> _Exercise directions_
Determine the number of lines of the records below that include "color". Respond with the number and no other text.

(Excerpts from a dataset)
————

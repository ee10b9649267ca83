use crate::audio::features::Detection;

use super::text::TextOverlay;

const BACKGROUND: [u8; 4] = [255, 255, 255, 255];
const AXIS: [u8; 4] = [40, 40, 40, 255];
const GRID: [u8; 4] = [225, 225, 225, 255];
const FLUX: [u8; 4] = [31, 119, 180, 255];
const THRESHOLD: [u8; 4] = [214, 39, 40, 255];
const CHANGE: [u8; 4] = [44, 160, 44, 255];

/// RGBA8 raster, row-major, origin at the top-left.
pub struct Canvas {
    pub width: u32,
    pub height: u32,
    pub pixels: Vec<u8>,
}

impl Canvas {
    pub fn new(width: u32, height: u32, color: [u8; 4]) -> Self {
        let pixels = color
            .iter()
            .copied()
            .cycle()
            .take(width as usize * height as usize * 4)
            .collect();
        Self {
            width,
            height,
            pixels,
        }
    }

    #[cfg(test)]
    pub fn pixel(&self, x: u32, y: u32) -> Option<[u8; 4]> {
        if x >= self.width || y >= self.height {
            return None;
        }
        let idx = ((y * self.width + x) * 4) as usize;
        let mut px = [0u8; 4];
        px.copy_from_slice(&self.pixels[idx..idx + 4]);
        Some(px)
    }

    fn put(&mut self, x: i32, y: i32, color: [u8; 4]) {
        if x < 0 || y < 0 || x >= self.width as i32 || y >= self.height as i32 {
            return;
        }
        let idx = ((y as u32 * self.width + x as u32) * 4) as usize;
        self.pixels[idx..idx + 4].copy_from_slice(&color);
    }

    /// Bresenham line, endpoints included.
    fn line(&mut self, (x0, y0): (i32, i32), (x1, y1): (i32, i32), color: [u8; 4]) {
        let dx = (x1 - x0).abs();
        let dy = -(y1 - y0).abs();
        let sx = if x0 < x1 { 1 } else { -1 };
        let sy = if y0 < y1 { 1 } else { -1 };
        let (mut x, mut y) = (x0, y0);
        let mut err = dx + dy;
        loop {
            self.put(x, y, color);
            if x == x1 && y == y1 {
                break;
            }
            let e2 = 2 * err;
            if e2 >= dy {
                err += dy;
                x += sx;
            }
            if e2 <= dx {
                err += dx;
                y += sy;
            }
        }
    }

    fn dashed_hline(&mut self, x0: i32, x1: i32, y: i32, color: [u8; 4]) {
        for x in x0..=x1 {
            if (x - x0) % 10 < 6 {
                self.put(x, y, color);
            }
        }
    }
}

/// Plot area inside the canvas margins.
#[derive(Clone, Copy, Debug)]
struct Frame {
    left: i32,
    top: i32,
    right: i32,
    bottom: i32,
}

impl Frame {
    fn x_for(&self, index: usize, count: usize) -> i32 {
        let span = (self.right - self.left) as f64;
        let t = if count > 1 {
            index as f64 / (count - 1) as f64
        } else {
            0.0
        };
        self.left + (t * span).round() as i32
    }

    fn y_for(&self, value: f64, y_max: f64) -> i32 {
        let span = (self.bottom - self.top) as f64;
        let t = (value / y_max).clamp(0.0, 1.0);
        self.bottom - (t * span).round() as i32
    }
}

/// Draw the smoothed flux as a line chart with the detection threshold and,
/// when present, a vertical marker at the change point.
pub fn render_flux_chart(
    flux: &[f64],
    detection: &Detection,
    width: u32,
    height: u32,
    labels: Option<&TextOverlay>,
) -> Canvas {
    let mut canvas = Canvas::new(width, height, BACKGROUND);

    let margin_x = (width as i32 / 12).max(8);
    let margin_y = (height as i32 / 8).max(8);
    let frame = Frame {
        left: margin_x,
        top: margin_y,
        right: (width as i32 - margin_x / 2).max(margin_x + 1),
        bottom: (height as i32 - margin_y).max(margin_y + 1),
    };

    let peak = flux
        .iter()
        .copied()
        .fold(detection.threshold, f64::max);
    let y_max = if peak > 0.0 { peak * 1.05 } else { 1.0 };

    for step in 1..4 {
        let y = frame.y_for(y_max * step as f64 / 4.0, y_max);
        canvas.dashed_hline(frame.left, frame.right, y, GRID);
    }

    canvas.line((frame.left, frame.top), (frame.left, frame.bottom), AXIS);
    canvas.line((frame.left, frame.bottom), (frame.right, frame.bottom), AXIS);

    let threshold_y = frame.y_for(detection.threshold, y_max);
    canvas.dashed_hline(frame.left, frame.right, threshold_y, THRESHOLD);

    if let Some(change) = detection.change {
        let x = frame.x_for(change.frame, flux.len());
        canvas.line((x, frame.top), (x, frame.bottom), CHANGE);
    }

    let points: Vec<(i32, i32)> = flux
        .iter()
        .enumerate()
        .map(|(i, &v)| (frame.x_for(i, flux.len()), frame.y_for(v, y_max)))
        .collect();
    match points.as_slice() {
        [] => {}
        [single] => canvas.put(single.0, single.1, FLUX),
        _ => {
            for pair in points.windows(2) {
                canvas.line(pair[0], pair[1], FLUX);
            }
        }
    }

    if let Some(text) = labels {
        draw_labels(&mut canvas, text, frame, flux.len(), y_max);
    }

    canvas
}

fn draw_labels(canvas: &mut Canvas, text: &TextOverlay, frame: Frame, count: usize, y_max: f64) {
    let (w, h) = (canvas.width, canvas.height);
    let line = text.line_height() as i32;

    let title = "Spectral Flux Over Time";
    let title_x = (w as i32 - text.measure_width(title) as i32) / 2;
    text.composite(&mut canvas.pixels, w, h, title, title_x, (frame.top - line) / 2, AXIS);

    let x_label = "Time Frame";
    let x_label_x = (frame.left + frame.right - text.measure_width(x_label) as i32) / 2;
    text.composite(&mut canvas.pixels, w, h, x_label, x_label_x, frame.bottom + line, AXIS);

    text.composite(&mut canvas.pixels, w, h, "Flux", 4, frame.top - line, AXIS);

    let last = count.saturating_sub(1).to_string();
    text.composite(&mut canvas.pixels, w, h, "0", frame.left, frame.bottom + 4, AXIS);
    let last_x = frame.right - text.measure_width(&last) as i32;
    text.composite(&mut canvas.pixels, w, h, &last, last_x, frame.bottom + 4, AXIS);

    let top_value = format!("{:.1}", y_max);
    text.composite(&mut canvas.pixels, w, h, &top_value, 4, frame.top, AXIS);

    let legend = "Spectral Flux";
    let legend_x = frame.right - text.measure_width(legend) as i32 - 4;
    let legend_y = frame.top + 4;
    canvas.line((legend_x - 28, legend_y + line / 2), (legend_x - 6, legend_y + line / 2), FLUX);
    text.composite(&mut canvas.pixels, w, h, legend, legend_x, legend_y, AXIS);
}
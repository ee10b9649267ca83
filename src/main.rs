mod audio;
mod cli;
mod config;
mod encode;
mod error;
mod render;
mod report;

use anyhow::{Context, Result};
use clap::Parser;
use indicatif::{ProgressBar, ProgressStyle};
use std::time::Duration;

use audio::analysis::{analyze, AnalysisParams};
use audio::decode::{decode_audio, AudioData};
use audio::features::AnalysisReport;
use cli::Cli;
use config::Config;
use render::plot::render_flux_chart;
use render::text::TextOverlay;

fn main() -> Result<()> {
    env_logger::Builder::from_env(env_logger::Env::default().default_filter_or("info"))
        .format_timestamp_millis()
        .init();

    let cli = Cli::parse();

    let config = match config::find_config(cli.config.as_deref()) {
        Some(path) => {
            let cfg = config::load_config(&path)?;
            log::info!("Loaded config from {}", path.display());
            cfg
        }
        None => Config::default(),
    };

    let params = resolve_params(&cli, &config);
    params.validate().context("Invalid analysis parameters")?;
    let max_duration = resolve_max_duration(&cli, &config);

    log::info!("introflux - spectral change detection");
    log::info!("Input: {}", cli.input.display());
    match max_duration {
        Some(secs) => log::info!("Analysing at most {:.1}s", secs),
        None => log::info!("Analysing the whole file"),
    }

    // 1. Decode audio
    let audio = decode_with_spinner(&cli, max_duration)?;

    // 2. Analyze
    let outcome = analyze(&audio, &params)?;

    // 3. Report
    if cli.json {
        let json = report::to_json(&cli.input, audio.duration(), &params, &outcome, cli.print_flux)?;
        println!("{}", json);
    } else {
        if cli.print_flux {
            print!("{}", report::flux_table(&outcome));
        }
        println!("{}", report::summary(&outcome));
    }

    // 4. Plot
    if let Some(ref plot_path) = cli.plot {
        plot(&cli, &config, &outcome, plot_path)
            .with_context(|| format!("Failed to render plot to {}", plot_path.display()))?;
    }

    Ok(())
}

/// CLI flag, then config file, then built-in default.
fn resolve_params(cli: &Cli, config: &Config) -> AnalysisParams {
    let cfg = &config.analysis;
    AnalysisParams {
        n_fft: cli.n_fft.unwrap_or(cfg.n_fft),
        hop_length: cli.hop_length.unwrap_or(cfg.hop_length),
        freq_cutoff: cli.freq_cutoff.unwrap_or(cfg.freq_cutoff),
        smoothing_window: cli.window.unwrap_or(cfg.smoothing_window),
        alpha: cli.alpha.unwrap_or(cfg.alpha),
        center: cfg.center && !cli.no_center,
    }
}

/// `None` means decode everything; a non-positive limit also disables it.
fn resolve_max_duration(cli: &Cli, config: &Config) -> Option<f64> {
    if cli.full {
        return None;
    }
    cli.duration
        .or(config.input.max_duration)
        .filter(|&secs| secs > 0.0)
}

fn decode_with_spinner(cli: &Cli, max_duration: Option<f64>) -> Result<AudioData> {
    let spinner = ProgressBar::new_spinner();
    spinner.set_style(ProgressStyle::default_spinner().template("{spinner} {msg} [{elapsed}]")?);
    spinner.set_message(format!("Decoding {}", cli.input.display()));
    spinner.enable_steady_tick(Duration::from_millis(100));

    let decoded = decode_audio(&cli.input, max_duration);
    spinner.finish_and_clear();
    Ok(decoded?)
}

fn plot(cli: &Cli, config: &Config, report: &AnalysisReport, path: &std::path::Path) -> Result<()> {
    let (width, height) = (config.plot.width, config.plot.height);
    if width < 32 || height < 32 {
        anyhow::bail!("Plot size {}x{} is too small", width, height);
    }

    let font_path = cli.font.as_deref().or(config.plot.font.as_deref());
    let font_size = (height as f32 / 24.0).max(11.0);
    let labels = TextOverlay::locate(font_path, font_size);
    if labels.is_none() {
        log::warn!("No usable font found; plot will have no text labels (set --font)");
    }

    let canvas = render_flux_chart(
        &report.smoothed_flux,
        &report.detection,
        width,
        height,
        labels.as_ref(),
    );
    encode::ffmpeg::write_image(path, &canvas.pixels, canvas.width, canvas.height)
}
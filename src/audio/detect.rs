use super::features::{frame_to_time, ChangePoint, Detection};

/// Find the first frame whose smoothed flux rises strictly above
/// `mean + alpha * std_dev` of the whole sequence.
///
/// The statistics cover every frame, including those after the reported one,
/// so this only works on a complete buffer.
pub fn detect_change(
    smoothed_flux: &[f64],
    hop_length: usize,
    sample_rate: u32,
    alpha: f64,
) -> Detection {
    if smoothed_flux.is_empty() {
        return Detection {
            mean: 0.0,
            std_dev: 0.0,
            threshold: 0.0,
            change: None,
        };
    }

    let (mean, std_dev) = mean_and_std(smoothed_flux);
    let threshold = mean + alpha * std_dev;

    let change = smoothed_flux
        .iter()
        .position(|&value| value > threshold)
        .map(|frame| ChangePoint {
            frame,
            time: frame_to_time(frame, hop_length, sample_rate),
        });

    log::debug!(
        "Threshold: mean={:.4}, std={:.4}, alpha={:.2} -> {:.4}",
        mean,
        std_dev,
        alpha,
        threshold
    );

    Detection {
        mean,
        std_dev,
        threshold,
        change,
    }
}

/// Arithmetic mean and population standard deviation.
fn mean_and_std(values: &[f64]) -> (f64, f64) {
    let n = values.len() as f64;
    let mean = values.iter().sum::<f64>() / n;
    let variance = values.iter().map(|v| (v - mean).powi(2)).sum::<f64>() / n;
    (mean, variance.sqrt())
}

————

> _Response_
8